What you are asked to do:
Look through the entries below and count the lines with the word "FlapOutOfRange" in them; give only the number.

Information given:
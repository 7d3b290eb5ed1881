//! Deterministic re-simulation of a recorded run.
//!
//! A client records the seed it played with, the fixed frame duration and the
//! frame indices at which the player flapped. Replaying the log through
//! [`World`] reproduces the run exactly, which lets the backend confirm a
//! reported score.

use serde::{Deserialize, Serialize};
use thiserror::Error;
use utoipa::ToSchema;

use super::{
    physics::Physics,
    world::{Canvas, DeathCause, SpriteSize, StepOutcome, World},
};

/// One hour of play at 60 frames per second.
pub const MAX_FRAMES: u32 = 216_000;
/// Frame duration assumed when the log does not specify one.
pub const DEFAULT_FRAME_MS: u32 = 16;
/// Longest frame a log may declare, matching the per-step clamp.
pub const MAX_FRAME_MS: u32 = 50;
/// Largest canvas edge (pixels) a log may declare.
pub const MAX_CANVAS_EDGE: f64 = 4096.0;

fn default_frame_ms() -> u32 {
    DEFAULT_FRAME_MS
}

/// Recorded input of a single run.
#[derive(Debug, Clone, Deserialize, ToSchema)]
pub struct ReplayLog {
    /// Seed of the pipe layout PRNG.
    pub seed: u64,
    /// Canvas the run was played on.
    pub canvas: Canvas,
    /// Natural size of the player sprite, when it was known.
    #[serde(default)]
    pub sprite: Option<SpriteSize>,
    /// Fixed duration of every frame in milliseconds.
    #[serde(default = "default_frame_ms")]
    pub frame_ms: u32,
    /// Number of frames to simulate.
    pub frames: u32,
    /// Strictly increasing frame indices at which the player flapped.
    #[serde(default)]
    pub flaps: Vec<u32>,
}

/// Frame and reason of the death that ended a replay.
#[derive(Debug, Clone, Copy, PartialEq, Eq, Serialize, ToSchema)]
pub struct Death {
    /// Zero-based index of the fatal frame.
    pub frame: u32,
    /// What ended the run.
    pub cause: DeathCause,
}

/// Result of replaying a [`ReplayLog`].
#[derive(Debug, Clone, PartialEq, Eq, Serialize, ToSchema)]
pub struct ReplayOutcome {
    /// Pipe pairs passed.
    pub score: u32,
    /// True when the player survived every frame of the log.
    pub alive: bool,
    /// Frames stepped, including the fatal one.
    pub frames_simulated: u32,
    /// Set when the run ended before the last frame.
    pub death: Option<Death>,
}

/// Reasons a log is rejected before simulation.
#[derive(Debug, Error, PartialEq)]
pub enum ReplayError {
    #[error("frame count must be between 1 and {MAX_FRAMES} (got {0})")]
    FrameCount(u32),
    #[error("frame duration must be between 1 and {MAX_FRAME_MS} ms (got {0})")]
    FrameDuration(u32),
    #[error("canvas edges must be between 1 and {MAX_CANVAS_EDGE} px (got {width}x{height})")]
    Canvas { width: f64, height: f64 },
    #[error("flaps must be strictly increasing (index {index})")]
    UnorderedFlaps { index: usize },
    #[error("flap at frame {frame} is beyond the last frame {last}")]
    FlapOutOfRange { frame: u32, last: u32 },
}

impl ReplayLog {
    /// Check the log is well formed and bounded.
    pub fn validate(&self) -> Result<(), ReplayError> {
        if self.frames == 0 || self.frames > MAX_FRAMES {
            return Err(ReplayError::FrameCount(self.frames));
        }
        if self.frame_ms == 0 || self.frame_ms > MAX_FRAME_MS {
            return Err(ReplayError::FrameDuration(self.frame_ms));
        }
        let Canvas { width, height } = self.canvas;
        let edge = 1.0..=MAX_CANVAS_EDGE;
        if !edge.contains(&width) || !edge.contains(&height) {
            return Err(ReplayError::Canvas { width, height });
        }
        if let Some(index) = self
            .flaps
            .windows(2)
            .position(|pair| pair[0] >= pair[1])
        {
            return Err(ReplayError::UnorderedFlaps { index: index + 1 });
        }
        if let Some(&frame) = self.flaps.last() {
            if frame >= self.frames {
                return Err(ReplayError::FlapOutOfRange {
                    frame,
                    last: self.frames - 1,
                });
            }
        }
        Ok(())
    }
}

/// Validate and re-simulate `log`. The run stops at the first death; flaps
/// recorded afterwards are ignored.
pub fn replay(log: &ReplayLog, physics: &Physics) -> Result<ReplayOutcome, ReplayError> {
    log.validate()?;

    let mut world = World::new(log.canvas, *physics, log.sprite, log.seed);
    let dt = f64::from(log.frame_ms) / 1000.0;
    let mut flaps = log.flaps.iter().copied().peekable();

    for frame in 0..log.frames {
        if flaps.next_if_eq(&frame).is_some() {
            world.flap();
        }
        if let StepOutcome::Died(cause) = world.step(dt) {
            return Ok(ReplayOutcome {
                score: world.score(),
                alive: false,
                frames_simulated: frame + 1,
                death: Some(Death { frame, cause }),
            });
        }
    }

    Ok(ReplayOutcome {
        score: world.score(),
        alive: true,
        frames_simulated: log.frames,
        death: None,
    })
}

#[cfg(test)]
mod tests {
    use super::*;

    fn log(frames: u32, flaps: Vec<u32>) -> ReplayLog {
        ReplayLog {
            seed: 9,
            canvas: Canvas::new(400.0, 600.0),
            sprite: None,
            frame_ms: DEFAULT_FRAME_MS,
            frames,
            flaps,
        }
    }

    /// Play a live session that flaps whenever the player sinks below the
    /// middle of the canvas, recording the flap frames.
    fn hover_session(frames: u32) -> (Vec<u32>, World) {
        let physics = Physics::default();
        let canvas = Canvas::new(400.0, 600.0);
        let mut world = World::new(canvas, physics, None, 9);
        let mut flaps = Vec::new();
        for frame in 0..frames {
            if world.is_dead() {
                break;
            }
            if world.player().body.y > canvas.height / 2.0 {
                flaps.push(frame);
                world.flap();
            }
            world.step(f64::from(DEFAULT_FRAME_MS) / 1000.0);
        }
        (flaps, world)
    }

    #[test]
    fn rejects_malformed_logs() {
        assert_eq!(log(0, vec![]).validate(), Err(ReplayError::FrameCount(0)));
        assert_eq!(
            log(MAX_FRAMES + 1, vec![]).validate(),
            Err(ReplayError::FrameCount(MAX_FRAMES + 1))
        );
        assert_eq!(
            log(10, vec![1, 1]).validate(),
            Err(ReplayError::UnorderedFlaps { index: 1 })
        );
        assert_eq!(
            log(10, vec![3, 2]).validate(),
            Err(ReplayError::UnorderedFlaps { index: 1 })
        );
        assert_eq!(
            log(10, vec![2, 10]).validate(),
            Err(ReplayError::FlapOutOfRange { frame: 10, last: 9 })
        );

        let mut slow = log(10, vec![]);
        slow.frame_ms = 51;
        assert_eq!(slow.validate(), Err(ReplayError::FrameDuration(51)));

        let mut flat = log(10, vec![]);
        flat.canvas = Canvas::new(400.0, 0.0);
        assert!(matches!(flat.validate(), Err(ReplayError::Canvas { .. })));

        let mut huge = log(10, vec![]);
        huge.canvas = Canvas::new(1e9, 1e9);
        assert!(matches!(huge.validate(), Err(ReplayError::Canvas { .. })));

        let mut tall = log(10, vec![]);
        tall.canvas = Canvas::new(400.0, MAX_CANVAS_EDGE + 1.0);
        assert!(matches!(tall.validate(), Err(ReplayError::Canvas { .. })));

        let mut widest = log(10, vec![]);
        widest.canvas = Canvas::new(MAX_CANVAS_EDGE, MAX_CANVAS_EDGE);
        assert!(widest.validate().is_ok());
    }

    #[test]
    fn no_input_falls_to_the_floor() {
        let outcome = replay(&log(600, vec![]), &Physics::default()).unwrap();
        assert!(!outcome.alive);
        assert_eq!(outcome.score, 0);
        let death = outcome.death.unwrap();
        assert_eq!(death.cause, DeathCause::Floor);
        assert_eq!(outcome.frames_simulated, death.frame + 1);
        assert!(death.frame < 100);
    }

    #[test]
    fn hovering_survives_short_log() {
        let (flaps, world) = hover_session(100);
        assert!(!world.is_dead());
        assert!(!flaps.is_empty());

        let outcome = replay(&log(100, flaps), &Physics::default()).unwrap();
        assert!(outcome.alive);
        assert_eq!(outcome.frames_simulated, 100);
        assert_eq!(outcome.death, None);
    }

    #[test]
    fn replay_matches_live_session() {
        let (flaps, world) = hover_session(2_000);
        let outcome = replay(&log(2_000, flaps), &Physics::default()).unwrap();
        assert_eq!(outcome.score, world.score());
        assert_eq!(outcome.alive, !world.is_dead());
    }

    #[test]
    fn flaps_after_death_are_ignored() {
        let baseline = replay(&log(600, vec![]), &Physics::default()).unwrap();
        let death = baseline.death.unwrap();
        let late = replay(&log(600, vec![death.frame + 1, 599]), &Physics::default()).unwrap();
        assert_eq!(late, baseline);
    }
}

Written reply:
3